October 28
European travel booking service.
Excellent performance < Consistent performance
Let's design...
(focus on single-thread for the moment)
Process one query at a time
and so forth...
For each batch of queries, scan over all records and give each query a chance to access/manipulate the data
Can we do better?
Queries blocked until last batch finishes.
Idea: Allow queries to "attach" to the scan at any point
(Detatch each query after it's processed one full cycle of the data)
Challenge: Checking for new queries is expensive
Partition data into chunks, only check at chunk boundaries
Tradeoff: Bigger chunks = better throughput + worse latency
Can we do better?
Problem: Can't index the data without giving up scan sharing.
Idea: Index the query
Classic Indexing: Which records might answer this query.
Query Indexing: Which queries might this record be an answer for.
Q1 = SELECT ... WHERE A = 12
Q2 = SELECT ... WHERE A = 17
Q3 = SELECT ... WHERE A = 17
Range queries become range relations.
Q1 = SELECT ... WHERE A >= 12 AND A < 15
Q2 = SELECT ... WHERE A >= 15 AND A < 17
Q3 = SELECT ... WHERE A >= 15 AND A < 22
For each "slot", apply operations in-order.
↓
For each "slot", find matching operations and appy in order.
Is there a problem?
Problem: Updates and Deletes can invalidate the index lookup.
Problem: Inserts only applicable to empty slots.
Consideration: Critical for consistency that operations be applied in-order.
for slot in data:
t = 0
while True:
next_op = index_lookup(slot, op.t > t)
if next_op:
next_op(slot)
t = next_op.t
else:
break
Implicit Index: Inserts only apply to empty slots
for slot in data:
t = 0
while True:
if slot.empty:
next_op = next_insert_after(t)
else:
next_op = index_lookup(slot, op.t > t)
if next_op:
next_op(slot)
t = next_op.t
else:
break
Optimization: Separate batches for mutations and queries. For each record, process mutations first, then queries.
Challenge: Need to create indexes fast.
Idea: Greedily pick the best attributes.
Compute most valuable attribute $$\texttt{argmin}_A\left( \sum_q (1 - \texttt{selectivity}(q, A)) \right)$$
Index and drop all queries conditioned on the attribute (1 index per query)

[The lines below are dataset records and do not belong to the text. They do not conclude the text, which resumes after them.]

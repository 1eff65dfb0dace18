use std::cell::UnsafeCell;
use std::ops::{Deref, DerefMut};
use std::sync::{Condvar, Mutex};
use std::sync::atomic::{AtomicBool, Ordering};
use std::time::Duration;


/// A plain spin lock guarding the submission critical section
///
/// The submission path only reserves an offset and bumps per-peer send counters while
/// holding this, so spinning is cheaper than parking; nothing may sleep with the lock held
pub struct SpinLock<T> {
	locked: AtomicBool,
	value: UnsafeCell<T>
}

unsafe impl<T: Send> Send for SpinLock<T> {}
unsafe impl<T: Send> Sync for SpinLock<T> {}

pub struct SpinLockGuard<'a, T: 'a> {
	lock: &'a SpinLock<T>
}

impl<T> SpinLock<T> {
	pub fn new(value: T) -> SpinLock<T> {
		SpinLock {
			locked: AtomicBool::new(false),
			value: UnsafeCell::new(value)
		}
	}

	pub fn lock(&self) -> SpinLockGuard<T> {
		while self.locked.compare_and_swap(false, true, Ordering::Acquire) {
			while self.locked.load(Ordering::Relaxed) {
				::std::sync::atomic::spin_loop_hint();
			}
		}

		SpinLockGuard { lock: self }
	}
}

impl<'a, T> Deref for SpinLockGuard<'a, T> {
	type Target = T;
	fn deref(&self) -> &T {
		unsafe { &*self.lock.value.get() }
	}
}

impl<'a, T> DerefMut for SpinLockGuard<'a, T> {
	fn deref_mut(&mut self) -> &mut T {
		unsafe { &mut *self.lock.value.get() }
	}
}

impl<'a, T> Drop for SpinLockGuard<'a, T> {
	fn drop(&mut self) {
		self.lock.locked.store(false, Ordering::Release);
	}
}


/// A broadcast wake-up used for waiting on commit/apply advancement
///
/// Waiters block on a generation counter; every notify bumps it and wakes everyone. This is
/// what the submission path parks on between reaching quorum and its predecessors committing
pub struct Event {
	generation: Mutex<u64>,
	cond: Condvar
}

impl Event {
	pub fn new() -> Event {
		Event {
			generation: Mutex::new(0),
			cond: Condvar::new()
		}
	}

	pub fn notify_all(&self) {
		let mut gen = self.generation.lock().unwrap();
		*gen += 1;
		self.cond.notify_all();
	}

	/// Blocks until notify_all is called or the predicate turns true; re-checks the
	/// predicate on every wake-up
	pub fn wait_while<F: FnMut() -> bool>(&self, mut still_waiting: F) {
		let mut gen = self.generation.lock().unwrap();
		while still_waiting() {
			let seen = *gen;
			while *gen == seen {
				gen = self.cond.wait(gen).unwrap();
			}
		}
	}

	/// Same as wait_while but gives up after the timeout; returns false on timeout
	pub fn wait_while_timeout<F: FnMut() -> bool>(&self, mut still_waiting: F, timeout: Duration) -> bool {
		let deadline = ::std::time::Instant::now() + timeout;

		let mut gen = self.generation.lock().unwrap();
		while still_waiting() {
			let now = ::std::time::Instant::now();
			if now >= deadline {
				return false;
			}

			let (g, res) = self.cond.wait_timeout(gen, deadline - now).unwrap();
			gen = g;
			if res.timed_out() && still_waiting() {
				return false;
			}
		}

		true
	}
}


#[cfg(test)]
mod tests {
	use super::*;
	use std::sync::Arc;
	use std::sync::atomic::AtomicUsize;
	use std::thread;

	#[test]
	fn spin_lock_counts() {
		let lock = Arc::new(SpinLock::new(0u64));

		let mut handles = vec![];
		for _ in 0..4 {
			let lock = lock.clone();
			handles.push(thread::spawn(move || {
				for _ in 0..1000 {
					*lock.lock() += 1;
				}
			}));
		}
		for h in handles {
			h.join().unwrap();
		}

		assert_eq!(*lock.lock(), 4000);
	}

	#[test]
	fn event_wakes_waiter() {
		let event = Arc::new(Event::new());
		let flag = Arc::new(AtomicUsize::new(0));

		let waiter = {
			let event = event.clone();
			let flag = flag.clone();
			thread::spawn(move || {
				event.wait_while(|| flag.load(Ordering::SeqCst) == 0);
			})
		};

		thread::sleep(Duration::from_millis(20));
		flag.store(1, Ordering::SeqCst);
		event.notify_all();
		waiter.join().unwrap();
	}

	#[test]
	fn event_wait_times_out() {
		let event = Event::new();
		assert!(!event.wait_while_timeout(|| true, Duration::from_millis(10)));
	}
}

Repeat until most valuable attribute < threshold
Idea: Give each thread a separate data partition (shared nothing).
Strict atomicity not needed for Amadeus workload!
(All operations can be isolated to a single thread partition)

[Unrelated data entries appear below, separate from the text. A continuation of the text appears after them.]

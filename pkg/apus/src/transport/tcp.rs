//! Inter-machine transport backend. One framed TCP connection per peer pair emulates the
//! reliable one-sided channel: an agent thread on the receiving side applies WRITE frames
//! straight into the registered local regions (final byte last) without touching any upper
//! layer, and answers READ frames from the same regions. The lossy message side channel is
//! a UDP socket, optionally joined to an IPv6 multicast group for discovery.
//!
//! Connection bootstrap mirrors the usual rc exchange: every server connects to the peers
//! below its own index and accepts from the ones above, then both sides swap a hello frame
//! carrying their index and region registrations.

use std::collections::HashMap;
use std::io::{Read, Write};
use std::net::{Ipv6Addr, SocketAddr, TcpListener, TcpStream, UdpSocket};
use std::sync::{Arc, Mutex, mpsc};
use std::sync::atomic::{AtomicBool, AtomicU64, Ordering};
use std::thread;
use std::time::Duration;

use byteorder::{ByteOrder, LittleEndian};

use errors::*;
use protos::{ServerIdx, MAX_SERVERS};
use region::Region;
use rpc::{marshal, unmarshal};
use transport::*;


const OP_WRITE: u8 = 1;
const OP_WRITE_ERR: u8 = 2;
const OP_READ: u8 = 3;
const OP_READ_RESP: u8 = 4;

const READ_TIMEOUT: Duration = Duration::from_secs(1);

#[derive(Serialize, Deserialize, Clone, Copy, Debug)]
struct Hello {
	idx: ServerIdx,
	rc: RcInfo
}


struct PeerState {
	stream: Option<Arc<Mutex<TcpStream>>>,
	rc: Option<RcInfo>,
	send_count: u32,
	completions: Vec<Completion>,
	pending_reads: HashMap<u64, mpsc::Sender<Vec<u8>>>
}

impl PeerState {
	fn empty() -> PeerState {
		PeerState {
			stream: None,
			rc: None,
			send_count: 0,
			completions: vec![],
			pending_reads: HashMap::new()
		}
	}
}

struct Inner {
	me: ServerIdx,

	/// rkey -> locally registered region
	regions: Mutex<HashMap<u32, Arc<Region>>>,
	next_rkey: AtomicU64,
	log_rkey: u32,
	log_revoked: AtomicBool,

	peers: Mutex<Vec<PeerState>>
}

impl Inner {
	fn apply_write(&self, rkey: u32, raddr: u64, data: &[u8]) -> bool {
		if rkey == self.log_rkey && self.log_revoked.load(Ordering::Acquire) {
			return false;
		}

		let regions = self.regions.lock().unwrap();
		match regions.get(&rkey) {
			Some(region) if raddr as usize + data.len() <= region.len() => {
				region.write_final_byte_last(raddr as usize, data);
				true
			},
			_ => false
		}
	}

	fn read_local(&self, rkey: u32, raddr: u64, len: usize) -> Option<Vec<u8>> {
		let regions = self.regions.lock().unwrap();
		regions.get(&rkey).and_then(|region| {
			if raddr as usize + len > region.len() {
				return None;
			}
			let mut out = vec![0u8; len];
			region.read(raddr as usize, &mut out);
			Some(out)
		})
	}
}


pub struct TcpTransport {
	inner: Arc<Inner>,
	local_rc: RcInfo,
	udp: UdpSocket,
	msg_addrs: Vec<SocketAddr>,
	next_seq: AtomicU64
}

fn write_frame(stream: &Mutex<TcpStream>, frame: &[u8]) -> Result<()> {
	let mut s = stream.lock().unwrap();
	s.write_all(frame)?;
	Ok(())
}

fn read_exact_vec(stream: &mut TcpStream, len: usize) -> Result<Vec<u8>> {
	let mut buf = vec![0u8; len];
	stream.read_exact(&mut buf)?;
	Ok(buf)
}

/// Consumes inbound frames of one established connection for its whole lifetime
fn agent_loop(inner: Arc<Inner>, peer: ServerIdx, mut stream: TcpStream) {
	loop {
		let mut op = [0u8; 1];
		if stream.read_exact(&mut op).is_err() {
			break;
		}

		let res = match op[0] {
			OP_WRITE => handle_write(&inner, peer, &mut stream),
			OP_WRITE_ERR => handle_write_err(&inner, peer, &mut stream),
			OP_READ => handle_read(&inner, peer, &mut stream),
			OP_READ_RESP => handle_read_resp(&inner, peer, &mut stream),
			_ => Err("unknown frame op".into())
		};

		if res.is_err() {
			break;
		}
	}

	// The connection died: mark the peer disconnected
	let mut peers = inner.peers.lock().unwrap();
	peers[peer as usize].stream = None;
	peers[peer as usize].pending_reads.clear();
}

fn handle_write(inner: &Arc<Inner>, peer: ServerIdx, stream: &mut TcpStream) -> Result<()> {
	let mut hdr = [0u8; 24];
	stream.read_exact(&mut hdr)?;

	let seq = LittleEndian::read_u64(&hdr[0..8]);
	let rkey = LittleEndian::read_u64(&hdr[8..16]) as u32;
	let raddr = LittleEndian::read_u64(&hdr[16..24]);

	let mut len_buf = [0u8; 4];
	stream.read_exact(&mut len_buf)?;
	let data = read_exact_vec(stream, LittleEndian::read_u32(&len_buf) as usize)?;

	if !inner.apply_write(rkey, raddr, &data) {
		// Report the rejected write back so the sender sees a failed completion
		let mut frame = [0u8; 9];
		frame[0] = OP_WRITE_ERR;
		LittleEndian::write_u64(&mut frame[1..9], seq);

		let stream_arc = {
			let peers = inner.peers.lock().unwrap();
			peers[peer as usize].stream.clone()
		};
		if let Some(s) = stream_arc {
			let _ = write_frame(&s, &frame);
		}
	}

	Ok(())
}

fn handle_write_err(inner: &Arc<Inner>, peer: ServerIdx, stream: &mut TcpStream) -> Result<()> {
	let mut buf = [0u8; 8];
	stream.read_exact(&mut buf)?;

	let mut peers = inner.peers.lock().unwrap();
	let state = &mut peers[peer as usize];
	state.completions.push(Completion { peer, ok: false });
	state.stream = None;

	Ok(())
}

fn handle_read(inner: &Arc<Inner>, peer: ServerIdx, stream: &mut TcpStream) -> Result<()> {
	let mut hdr = [0u8; 28];
	stream.read_exact(&mut hdr)?;

	let seq = LittleEndian::read_u64(&hdr[0..8]);
	let rkey = LittleEndian::read_u64(&hdr[8..16]) as u32;
	let raddr = LittleEndian::read_u64(&hdr[16..24]);
	let len = LittleEndian::read_u32(&hdr[24..28]) as usize;

	let data = inner.read_local(rkey, raddr, len).unwrap_or_else(|| vec![]);

	let mut frame = Vec::with_capacity(13 + data.len());
	frame.push(OP_READ_RESP);
	let mut meta = [0u8; 12];
	LittleEndian::write_u64(&mut meta[0..8], seq);
	LittleEndian::write_u32(&mut meta[8..12], data.len() as u32);
	frame.extend_from_slice(&meta);
	frame.extend_from_slice(&data);

	let stream_arc = {
		let peers = inner.peers.lock().unwrap();
		peers[peer as usize].stream.clone()
	};
	match stream_arc {
		Some(s) => write_frame(&s, &frame),
		None => Ok(())
	}
}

... but could implement with an undo log.
No constraint enforcement required.
In-order execution sufficient (batching arrival order is "good enough").
... could also build snapshot isolation.
Snapshot query periodically copies records out to a buffer.
Buffer asynchronously checkpointed to disk.
Replay log recovers operations since last checkpoint.